The Rushford Report Archives

How the Bush-Chirac rivalry complicates the 

WTO’s Doha negotiations.


May, 2003: Publius

By Greg Rushford

Published in the Rushford Report


The trouble with the WTO’s Doha Round, observes Guy de Jonquieres of the Financial Times, is that it has the feel of  “an officials’ round.”

            U.S. Trade Representative Robert Zoellick and his European Union counterpart, Pascal Lamy, are highly skilled trade negotiators who could probably wrap up a Doha deal by the end of next year, right on schedule. And in Geneva , nobody doubts the determination of WTO Director-General Supachai Panitchpakdi and his experienced team to make Doha work. The trouble that de Jonquieres refers to is the undeniable fact that by themselves, the trade technocrats can’t deliver a deal.

            For the WTO negotiations to work, the deal must be struck at the highest political levels. On the key issue of agriculture reform, this means that presidents and prime ministers will have to overcome their differences. Men like French President Jacques Chirac, British Prime Minister Tony Blair, and George W. Bush. The persuasive Blair would like to be the healer. But Bush and Chirac can barely stand the thought of being in the same room together. And none of the leaders is really focused on getting the stalled international economy and the Doha talks back on track. 

            Let’s focus on Bush. His attitude is making it very unlikely that the Doha negotiations will be wrapped up successfully by the end of 2004. While international economic issues slide, the president is pressing a domestic economic stimulus package. Which is more important?
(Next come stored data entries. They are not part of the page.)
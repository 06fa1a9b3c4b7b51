// SPDX-FileCopyrightText: 2026 Courier Contributors
// SPDX-License-Identifier: MIT OR Apache-2.0

//! Append-only audit logs: forwarded messages and forwarding errors.
//!
//! Rows are only ever inserted; statistics are aggregate queries over the
//! full history.

use courier_core::CourierError;
use rusqlite::params;

use crate::database::{map_tr_err, now_rfc3339, Database};
use crate::models::{ErrorRecord, ForwardRecord, ForwardStats, NewForward};

/// Error messages are capped before insertion.
const ERROR_MESSAGE_MAX_CHARS: usize = 1_000;

/// Append a forwarded-message record.
pub async fn insert_forward(db: &Database, forward: &NewForward) -> Result<(), CourierError> {
    let forward = forward.clone();
    let now = now_rfc3339();
    db.connection()
        .call(move |conn| {
            conn.execute(
                "INSERT INTO forwarded_messages (rule_id, account_phone, source_chat_id, \
                 source_message_id, destination_chat_id, destination_message_id, \
                 message_text, forwarded_at)
                 VALUES (?1, ?2, ?3, ?4, ?5, ?6, ?7, ?8)",
                params![
                    forward.rule_id,
                    forward.account_phone,
                    forward.source_chat_id,
                    forward.source_message_id,
                    forward.destination_chat_id,
                    forward.destination_message_id,
                    forward.message_text,
                    now,
                ],
            )?;
            Ok(())
        })
        .await
        .map_err(map_tr_err)
}

/// Append an error record. The message is truncated to a bounded length.
pub async fn insert_error(
    db: &Database,
    rule_id: Option<i64>,
    account_phone: Option<&str>,
    error_type: &str,
    error_message: &str,
) -> Result<(), CourierError> {
    let account_phone = account_phone.map(str::to_string);
    let error_type = error_type.to_string();
    let error_message: String = error_message.chars().take(ERROR_MESSAGE_MAX_CHARS).collect();
    let now = now_rfc3339();
    db.connection()
        .call(move |conn| {
            conn.execute(
                "INSERT INTO forwarding_errors (rule_id, account_phone, error_type, \
                 error_message, occurred_at)
                 VALUES (?1, ?2, ?3, ?4, ?5)",
                params![rule_id, account_phone, error_type, error_message, now],
            )?;
            Ok(())
        })
        .await
        .map_err(map_tr_err)
}

/// Aggregate statistics, for one rule or across all rules.
pub async fn stats(db: &Database, rule_id: Option<i64>) -> Result<ForwardStats, CourierError> {
    db.connection()
        .call(move |conn| {
            let (message_where, error_where) = match rule_id {
                Some(_) => (" WHERE rule_id = ?1", " WHERE rule_id = ?1"),
                None => ("", ""),
            };

            let message_sql = format!(
                "SELECT COUNT(*), COUNT(DISTINCT destination_chat_id), \
                 MIN(forwarded_at), MAX(forwarded_at) FROM forwarded_messages{message_where}"
            );
            let error_sql = format!("SELECT COUNT(*) FROM forwarding_errors{error_where}");

            let map_row = |row: &rusqlite::Row<'_>| {
                Ok((
                    row.get::<_, i64>(0)?,
                    row.get::<_, i64>(1)?,
                    row.get::<_, Option<String>>(2)?,
                    row.get::<_, Option<String>>(3)?,
                ))
            };

            let (total, unique, first, last) = match rule_id {
                Some(id) => conn.query_row(&message_sql, params![id], map_row)?,
                None => conn.query_row(&message_sql, [], map_row)?,
            };

            let total_errors: i64 = match rule_id {
                Some(id) => conn.query_row(&error_sql, params![id], |row| row.get(0))?,
                None => conn.query_row(&error_sql, [], |row| row.get(0))?,
            };

            Ok(ForwardStats {
                total_forwarded: total,
                unique_destinations: unique,
                first_forward: first,
                last_forward: last,
                total_errors,
            })
        })
        .await
        .map_err(map_tr_err)
}

fn row_to_forward(row: &rusqlite::Row<'_>) -> rusqlite::Result<ForwardRecord> {
    Ok(ForwardRecord {
        id: row.get(0)?,
        rule_id: row.get(1)?,
        account_phone: row.get(2)?,
        source_chat_id: row.get(3)?,
        source_message_id: row.get(4)?,
        destination_chat_id: row.get(5)?,
        destination_message_id: row.get(6)?,
        message_text: row.get(7)?,
        forwarded_at: row.get(8)?,
    })
}

/// Most recent forward records for a rule, newest first.
pub async fn list_forwards(
    db: &Database,
    rule_id: i64,
    limit: i64,
) -> Result<Vec<ForwardRecord>, CourierError> {
    db.connection()
        .call(move |conn| {
            let mut stmt = conn.prepare(
                "SELECT id, rule_id, account_phone, source_chat_id, source_message_id, \
                 destination_chat_id, destination_message_id, message_text, forwarded_at \
                 FROM forwarded_messages WHERE rule_id = ?1 ORDER BY id DESC LIMIT ?2",
            )?;
            let rows = stmt.query_map(params![rule_id, limit], row_to_forward)?;
            let mut records = Vec::new();
            for row in rows {
                records.push(row?);
            }
            Ok(records)
        })
        .await
        .map_err(map_tr_err)
}

fn row_to_error(row: &rusqlite::Row<'_>) -> rusqlite::Result<ErrorRecord> {
    Ok(ErrorRecord {
        id: row.get(0)?,
        rule_id: row.get(1)?,
        account_phone: row.get(2)?,
        error_type: row.get(3)?,
        error_message: row.get(4)?,
        occurred_at: row.get(5)?,
    })
}

/// Most recent error records, optionally scoped to one rule, newest first.
pub async fn list_errors(
    db: &Database,
    rule_id: Option<i64>,
    limit: i64,
) -> Result<Vec<ErrorRecord>, CourierError> {
    db.connection()
        .call(move |conn| {
            let mut records = Vec::new();
            match rule_id {
                Some(id) => {
                    let mut stmt = conn.prepare(
                        "SELECT id, rule_id, account_phone, error_type, error_message, \
                         occurred_at FROM forwarding_errors WHERE rule_id = ?1 \
                         ORDER BY id DESC LIMIT ?2",
                    )?;
                    let rows = stmt.query_map(params![id, limit], row_to_error)?;
                    for row in rows {
                        records.push(row?);
                    }
                }
                None => {
                    let mut stmt = conn.prepare(
                        "SELECT id, rule_id, account_phone, error_type, error_message, \
                         occurred_at FROM forwarding_errors ORDER BY id DESC LIMIT ?1",
                    )?;
                    let rows = stmt.query_map(params![limit], row_to_error)?;
                    for row in rows {
                        records.push(row?);
                    }
                }
            }
            Ok(records)
        })
        .await
        .map_err(map_tr_err)
}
            According to a study done by PriceWaterhouseCoopers for the Business Roundtable, the president’s domestic proposal “would add $738 billion of new income to the economy during the first five years and $1,561 billion during the first 10 years.” Fine. But by contrast, as the WTO’s Supachai has pointed out, “a successful [ Doha ] liberalization round could contribute as much as $2.8 billion to global growth.” This is a far bigger prize.

            You would think that the president would now be doing everything in his power to promote global economic growth. That means spending personal presidential capital on the Doha process — the sooner the better. Last year, the president did spend valuable political capital in getting the fast-track trade negotiating authority that he needed from Congress to launch the Doha Round. But after that welcome victory, the president has spent very little time, if any, on the subject.
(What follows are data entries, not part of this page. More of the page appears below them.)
// ---- Selection ----

#[tokio::test]
async fn get_available_resets_counter_once_per_day() {
    let ctx = setup().await;
    let _client = seed_active(&ctx, "+15550000001").await;
    // Counter exhausted yesterday.
    accounts::update_usage(&ctx.db, "+15550000001", 3, None, "2020-01-01")
        .await
        .unwrap();
    ctx.pool.load_persisted().await.unwrap();

    // Day rolled over: counter resets, account is selectable again.
    let picked = ctx.pool.get_available("forwarding").await.unwrap().unwrap();
    assert_eq!(picked.phone, "+15550000001");
    assert_eq!(picked.daily_count, 1);
    assert_eq!(
        picked.last_reset_date,
        chrono::Utc::now().date_naive().to_string()
    );

    // Same day: no second reset, counter keeps climbing to the limit.
    let picked = ctx.pool.get_available("forwarding").await.unwrap().unwrap();
    assert_eq!(picked.daily_count, 2);
    let picked = ctx.pool.get_available("forwarding").await.unwrap().unwrap();
    assert_eq!(picked.daily_count, 3);

    // Limit reached.
    assert!(ctx.pool.get_available("forwarding").await.unwrap().is_none());
}

#[tokio::test]
async fn get_available_prefers_longest_idle() {
    let ctx = setup().await;
    let _a = seed_active(&ctx, "+15550000001").await;
    let _b = seed_active(&ctx, "+15550000002").await;

    let today = chrono::Utc::now().date_naive().to_string();
    let old = (chrono::Utc::now() - chrono::Duration::hours(6)).to_rfc3339();
    let recent = (chrono::Utc::now() - chrono::Duration::minutes(1)).to_rfc3339();
    accounts::update_usage(&ctx.db, "+15550000001", 0, Some(old.as_str()), &today)
        .await
        .unwrap();
    accounts::update_usage(&ctx.db, "+15550000002", 0, Some(recent.as_str()), &today)
        .await
        .unwrap();
    ctx.pool.load_persisted().await.unwrap();

    let first = ctx.pool.get_available("forwarding").await.unwrap().unwrap();
    assert_eq!(first.phone, "+15550000001", "idle-longest account wins");

    // Selection stamped its activity; the other account is now idler.
    let second = ctx.pool.get_available("forwarding").await.unwrap().unwrap();
    assert_eq!(second.phone, "+15550000002");
}

#[tokio::test]
async fn get_available_skips_non_active_accounts() {
    let ctx = setup().await;
    let _client = seed_active(&ctx, "+15550000001").await;
    ctx.pool.load_persisted().await.unwrap();
    ctx.pool.disconnect("+15550000001").await.unwrap();

    assert!(ctx.pool.get_available("forwarding").await.unwrap().is_none());
}

// ---- Removal, report, shutdown ----

#[tokio::test]
async fn remove_deletes_row_and_session_artifact() {
    let ctx = setup().await;
    let client = seed_active(&ctx, "+15550000001").await;
    ctx.pool.load_persisted().await.unwrap();

    ctx.pool.remove("+15550000001", true).await.unwrap();

    assert!(!client.is_connected());
    assert!(ctx.pool.account("+15550000001").await.is_none());
    assert!(accounts::get_account(&ctx.db, "+15550000001")
        .await
        .unwrap()
        .is_none());
    assert_eq!(
        ctx.connector.removed_sessions().await,
        vec!["+15550000001".to_string()]
    );
}

#[tokio::test]
async fn remove_unknown_account_fails() {
    let ctx = setup().await;
    let result = ctx.pool.remove("+15559999999", false).await;
    assert!(matches!(result, Err(PoolError::AccountNotFound { .. })));
}

#[tokio::test]
async fn load_persisted_demotes_interrupted_registrations() {
    let ctx = setup().await;
    let mut record = active_record("+15550000001");
    record.status = AccountStatus::PendingCode;
    accounts::insert_account(&ctx.db, &record).await.unwrap();

    ctx.pool.load_persisted().await.unwrap();

    let record = ctx.pool.account("+15550000001").await.unwrap();
    assert_eq!(record.status, AccountStatus::Offline);
    let stored = accounts::get_account(&ctx.db, "+15550000001")
        .await
        .unwrap()
        .unwrap();
    assert_eq!(stored.status, AccountStatus::Offline);
}

#[tokio::test]
async fn status_report_aggregates_accounts() {
    let ctx = setup().await;
    let _a = seed_active(&ctx, "+15550000001").await;
    let _b = seed_active(&ctx, "+15550000002").await;
    ctx.pool.load_persisted().await.unwrap();
    ctx.pool.disconnect("+15550000002").await.unwrap();
    ctx.pool.get_available("forwarding").await.unwrap().unwrap();

    let report = ctx.pool.status_report().await;
    assert_eq!(report.total_accounts, 2);
    assert_eq!(report.by_status.get("active"), Some(&1));
    assert_eq!(report.by_status.get("offline"), Some(&1));
    assert_eq!(report.daily_limit, 3);
    assert_eq!(report.total_used_today, 1);
    assert_eq!(report.total_remaining, 5);
    assert_eq!(report.capacity_used_percent, 16); // 1 of 6 slots
    assert_eq!(report.accounts.len(), 2);
    let active_entry = report
        .accounts
        .iter()
        .find(|a| a.phone == "+15550000001")
        .unwrap();
    assert!(active_entry.connected);
    assert_eq!(active_entry.remaining, 2);
}

#[tokio::test]
async fn shutdown_disconnects_every_handle() {
    let ctx = setup().await;
    let a = seed_active(&ctx, "+15550000001").await;
    let b = seed_active(&ctx, "+15550000002").await;
    ctx.pool.load_persisted().await.unwrap();
    assert!(a.is_connected());
    assert!(b.is_connected());

    ctx.pool.shutdown().await;

    assert!(!a.is_connected());
    assert!(!b.is_connected());
}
             What the president is spending time on these days, apparently, is punishment. Bush is punishing Chile by delaying the ratification of the U.S.-Chile preferential trade accord. This is because the Latin American country resisted U.S. pressures in the Security Council to join the “coalition of the willing” aimed at toppling Saddam Hussein. Of course, Chile isn’t the only party that is being punished. Bush is also punishing those in the American business community who stand to start making money by sealing contracts with Chile as soon as the bilateral trade deal is sealed. The president’s pettiness is not even in America ’s own economic interests.

            You’ve read the stories that Bush is also out to punish France, making it clear that President Chirac is not about to be invited to the presidential ranch in Texas anytime soon.  I spoke with a well-connected White House official last month who denied that Bush was out to punish and otherwise embarrass Chirac. Bush will go to the G8 summit in Evian with a positive attitude, the official insisted. “Every time people accuse this administration of breaking eggs, we end up with an omelette,” the White House aide said.

            This isn’t about punishment, it’s about “consequences,” the official insisted. “It isn’t business as usual,” because of what the Chirac did to oppose Bush’s Iraq policy. “We will work with them, but we certainly understand what they are, and who they are,” the U.S. official said of the French. “We can’t be naïve.” Think of the outcry if the president would say such things about Israel .

            On April 22, White House Press Secretary Ari Fleischer explained to reporters how Bush makes foreign policy. “One of the things that I think you have seen in the President’s conduct of foreign policy now for some, almost two and a half years, when you go back to the P-3 incident in China, when you go back to take a look at what happened in the lead-up to the events and military operation in Afghanistan, and now in Iraq, you see a President who lays out in very clear moral terms the beginning of a debate and what he stands for,” Fleisher declared. “He’s willing to speak, in terms of good and evil, black and white, right and wrong.”

            One has the sense that George W. Bush has looked into the soul of Jacques Chirac, and doesn’t like what he has seen. It’s Mr. Christian Right meeting Mr. Moral Ambiguity. These guys have been feeding off each other. Bush is enjoying his role as the world’s leading hegemon. And Chirac seems to be enjoying his reincarnation as Charles de Gaulle. In purely domestic political terms, the two presidents have positioned themselves to benefit by railing against each other’s vision.

            If this continues much longer, it’s the rest of us who will be punished economically by the inevitable delay in the Doha Round.